See the String#sub(...) method.

Also, consider using the %r{...} literal notation for Regexp objects so that forward-slashes (/) are easier to recognize:

def trim_url(str)
  str.sub %r{^https?:(//|\\\\)(www\.)?}i, ''
end

trim_url 'https://www.foo.com' # => "foo.com"
trim_url 'http://www.foo.com'  # => "foo.com"
trim_url 'http://foo.com'      # => "foo.com"
trim_url 'http://foo.com'      # => "foo.com"

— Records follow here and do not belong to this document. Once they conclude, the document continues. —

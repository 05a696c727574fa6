//! MCMC diagnostics: split R-hat, bulk ESS and quality gates.
//!
//! This module implements:
//! - Split R-hat (Gelman et al.), reported only for two or more chains
//! - Bulk ESS from variogram autocorrelations with Geyer's initial monotone
//!   sequence (Vehtari et al. 2021)

use std::fmt;

use serde::Serialize;

use crate::chain::SamplerResult;

/// Diagnostics for a multi-chain Gibbs run.
#[derive(Debug, Clone, Serialize)]
pub struct DiagnosticsResult {
    /// Split R-hat per parameter; `None` for single-chain runs.
    pub r_hat: Option<Vec<f64>>,
    /// Bulk ESS per parameter.
    pub ess_bulk: Vec<f64>,
}

/// High-level sampling quality status.
#[derive(Debug, Clone, Copy, PartialEq, Eq, Serialize)]
#[serde(rename_all = "snake_case")]
pub enum QualityStatus {
    /// All gates passed.
    Ok,
    /// Some gates emitted warnings.
    Warn,
    /// One or more gates failed.
    Fail,
}

impl fmt::Display for QualityStatus {
    fn fmt(&self, f: &mut fmt::Formatter<'_>) -> fmt::Result {
        match self {
            QualityStatus::Ok => write!(f, "ok"),
            QualityStatus::Warn => write!(f, "warn"),
            QualityStatus::Fail => write!(f, "fail"),
        }
    }
}

/// Thresholds for sampling quality gates.
#[derive(Debug, Clone)]
pub struct QualityGates {
    /// Require at least this many kept draws per chain before enabling ESS gates.
    pub min_draws_per_chain: usize,

    /// Warn if max split R-hat exceeds this threshold.
    pub max_rhat_warn: f64,
    /// Fail if max split R-hat exceeds this threshold.
    pub max_rhat_fail: f64,

    /// Minimum bulk ESS as a fraction of total draws (n_chains * n_samples).
    pub min_ess_bulk_frac_warn: f64,
    /// Fail if bulk ESS falls below this fraction of total draws.
    pub min_ess_bulk_frac_fail: f64,
}

impl Default for QualityGates {
    fn default() -> Self {
        Self {
            min_draws_per_chain: 50,
            max_rhat_warn: 1.05,
            max_rhat_fail: 1.10,
            min_ess_bulk_frac_warn: 0.05,
            min_ess_bulk_frac_fail: 0.01,
        }
    }
}

/// Summary of sampling run quality.
#[derive(Debug, Clone, PartialEq, Serialize)]
pub struct QualitySummary {
    /// Aggregated status for the run.
    pub status: QualityStatus,
    /// Non-fatal issues (suggests a longer burn-in or more draws).
    pub warnings: Vec<String>,
    /// Hard failures (likely unusable sampling run).
    pub failures: Vec<String>,
    /// Whether the ESS gates were enabled for this run.
    pub enabled: bool,
    /// Total kept draws used for diagnostics.
    pub total_draws: usize,
    /// Max split R-hat across parameters (multi-chain runs only).
    pub max_r_hat: Option<f64>,
    /// Min bulk ESS across parameters.
    pub min_ess_bulk: f64,
}

/// Apply `gates` to a diagnostics result.
pub fn quality_summary(
    diag: &DiagnosticsResult,
    n_chains: usize,
    n_samples: usize,
    gates: &QualityGates,
) -> QualitySummary {
    let total_draws = n_chains.saturating_mul(n_samples);
    let enabled = n_samples >= gates.min_draws_per_chain;

    let max_r_hat =
        diag.r_hat.as_ref().map(|r| r.iter().copied().fold(f64::NEG_INFINITY, f64::max));
    let min_ess_bulk = diag.ess_bulk.iter().copied().fold(f64::INFINITY, f64::min);

    let mut warnings = Vec::new();
    let mut failures = Vec::new();

    if let Some(r) = max_r_hat {
        if !r.is_finite() {
            failures.push("r_hat_not_finite".to_string());
        } else if r > gates.max_rhat_fail {
            failures.push("r_hat_high".to_string());
        } else if r > gates.max_rhat_warn {
            warnings.push("r_hat_high".to_string());
        }
    }
    if !min_ess_bulk.is_finite() {
        failures.push("ess_bulk_not_finite".to_string());
    }

    if !enabled {
        warnings.push("gates_disabled_short_run".to_string());
    } else if total_draws > 0 {
        let warn_thr = gates.min_ess_bulk_frac_warn * (total_draws as f64);
        let fail_thr = gates.min_ess_bulk_frac_fail * (total_draws as f64);
        if min_ess_bulk < fail_thr {
            failures.push("ess_bulk_low".to_string());
        } else if min_ess_bulk < warn_thr {
            warnings.push("ess_bulk_low".to_string());
        }
    }

    let status = if !failures.is_empty() {
        QualityStatus::Fail
    } else if !warnings.is_empty() {
        QualityStatus::Warn
    } else {
        QualityStatus::Ok
    };

    QualitySummary { status, warnings, failures, enabled, total_draws, max_r_hat, min_ess_bulk }
}

/// Between- and within-chain variance of a set of equal-length half-chains.
struct Variances {
    /// Draws per half-chain.
    n: f64,
    /// Between-chain variance `B`.
    between: f64,
    /// Mean within-chain variance `W`.
    within: f64,
}

impl Variances {
    fn of(halves: &[&[f64]]) -> Self {
        let m = halves.len() as f64;
        let n = halves[0].len() as f64;
        let stats: Vec<(f64, f64)> = halves.iter().map(|c| mean_and_var(c)).collect();
        let grand = stats.iter().map(|s| s.0).sum::<f64>() / m;
        let spread = stats.iter().map(|s| (s.0 - grand).powi(2)).sum::<f64>();
        Self {
            n,
            between: n * spread / (m - 1.0),
            within: stats.iter().map(|s| s.1).sum::<f64>() / m,
        }
    }

    /// Pooled posterior variance estimate `((n-1)/n) W + B/n`.
    fn pooled(&self) -> f64 {
        (self.n - 1.0) / self.n * self.within + self.between / self.n
    }
}

/// Split R-hat of one parameter: `sqrt(pooled / W)` over the half-chains.
///
/// NaN when the chains are too short or have no within-chain variance.
pub fn r_hat(chains: &[&[f64]]) -> f64 {
    let Some(halves) = split_chains(chains, 2) else {
        return f64::NAN;
    };
    let v = Variances::of(&halves);
    if v.within < 1e-30 {
        return f64::NAN;
    }
    (v.pooled() / v.within).sqrt()
}

/// Split every chain in half and truncate to a common length of at least
/// `min_len`.
fn split_chains<'a>(chains: &[&'a [f64]], min_len: usize) -> Option<Vec<&'a [f64]>> {
    if chains.is_empty() || chains.iter().any(|c| c.len() < 4) {
        return None;
    }
    let halves: Vec<&[f64]> = chains
        .iter()
        .flat_map(|c| {
            let (a, b) = c.split_at(c.len() / 2);
            [a, b]
        })
        .collect();
    let common = halves.iter().map(|c| c.len()).min()?;
    (common >= min_len).then(|| halves.into_iter().map(|c| &c[..common]).collect())
}

fn mean_and_var(chain: &[f64]) -> (f64, f64) {
    let n = chain.len() as f64;
    let mean = chain.iter().sum::<f64>() / n;
    let var = chain.iter().map(|&x| (x - mean).powi(2)).sum::<f64>() / (n.max(2.0) - 1.0);
    (mean, var)
}

/// Mean squared difference between draws `lag` apart, over all half-chains.
fn variogram(halves: &[&[f64]], lag: usize) -> f64 {
    let (sum, count) = halves
        .iter()
        .flat_map(|c| c.windows(lag + 1).map(|w| (w[0] - w[lag]).powi(2)))
        .fold((0.0, 0usize), |(s, k), d| (s + d, k + 1));
    sum / count as f64
}

/// Bulk effective sample size over all chains.
///
/// Autocorrelations come from the variogram, `rho_t = 1 - V_t / (2 pooled)`,
/// and are truncated with Geyer's initial monotone sequence on pair sums.
pub fn ess_bulk(chains: &[&[f64]]) -> f64 {
    let Some(halves) = split_chains(chains, 4) else {
        return 0.0;
    };
    let n = halves[0].len();
    let total = (halves.len() * n) as f64;

    let pooled = Variances::of(&halves).pooled();
    if !pooled.is_finite() || pooled < 1e-30 {
        return total;
    }
    let rho = |lag: usize| (1.0 - variogram(&halves, lag) / (2.0 * pooled)).clamp(-1.0, 1.0);

    // Pair sums Γ_k = ρ_{2k+1} + ρ_{2k+2}, kept while positive and non-increasing.
    let mut sum_gamma = 0.0;
    let mut prev = f64::INFINITY;
    let mut lag = 1;
    while lag + 1 < n {
        let gamma = rho(lag) + rho(lag + 1);
        if gamma < 0.0 {
            break;
        }
        prev = gamma.min(prev);
        sum_gamma += prev;
        lag += 2;
    }

    let tau = 1.0 + 2.0 * sum_gamma;
    if !tau.is_finite() || tau <= 0.0 {
        return total;
    }
    (total / tau).clamp(1.0, total)
}

/// Compute diagnostics for every parameter of a sampler run.
pub fn compute_diagnostics(result: &SamplerResult) -> DiagnosticsResult {
    let n_params = result.param_names.len();
    let multi = result.chains.len() >= 2;

    let mut r_hat_vals = Vec::with_capacity(n_params);
    let mut ess_bulk_vals = Vec::with_capacity(n_params);
    for p in 0..n_params {
        let chain_draws = result.param_draws(p);
        let refs: Vec<&[f64]> = chain_draws.iter().map(|c| c.as_slice()).collect();
        if multi {
            r_hat_vals.push(r_hat(&refs));
        }
        ess_bulk_vals.push(ess_bulk(&refs));
    }

    DiagnosticsResult { r_hat: multi.then_some(r_hat_vals), ess_bulk: ess_bulk_vals }
}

Here is what each part of the regular expression means:

%r{^https?:(//|\\\\)(www\.)?}
#  │├──┘├┘│├───────┘ ├─┘├┘ └── everything in the group (...), or nothing.
#  ││   │ ││         │  └── the period character "."
#  ││   │ ││         └── the letters "www".
#  ││   │ │└── the characters "//" or "\\".
#  ││   │ └── the colon character ":".
#  ││   └── the letter "s", or nothing.
#  │└── the letters "http".
#  └── the beginning of the line.

server = server.(/^https?\:\/\/(www.)?/,'')

This didn't work, because you aren't calling a method of the string server. Make sure you call the sub method:

server = server.sub(/^https?\:\/\/(www.)?/,'')

Example

> server = "http://www.stackoverflow.com"
> server = server.sub(/^https?\:\/\/(www.)?/,'')
stackoverflow.com

As per the requirement if you want it to work with the illegal format http:\\ as well, use the following regex:

server.sub(/https?\:(\\\\|\/\/)(www.)?/,'')

Std-lib URI is dedicated for such kind of work. Using this would be simpler and may be more reliable

require 'uri'

uri = URI.parse("http://www.ruby-lang.org/")

uri.host
=> "www.ruby-lang.org"

uri.host.sub(/\Awww\./, '')
=> "ruby-lang.org"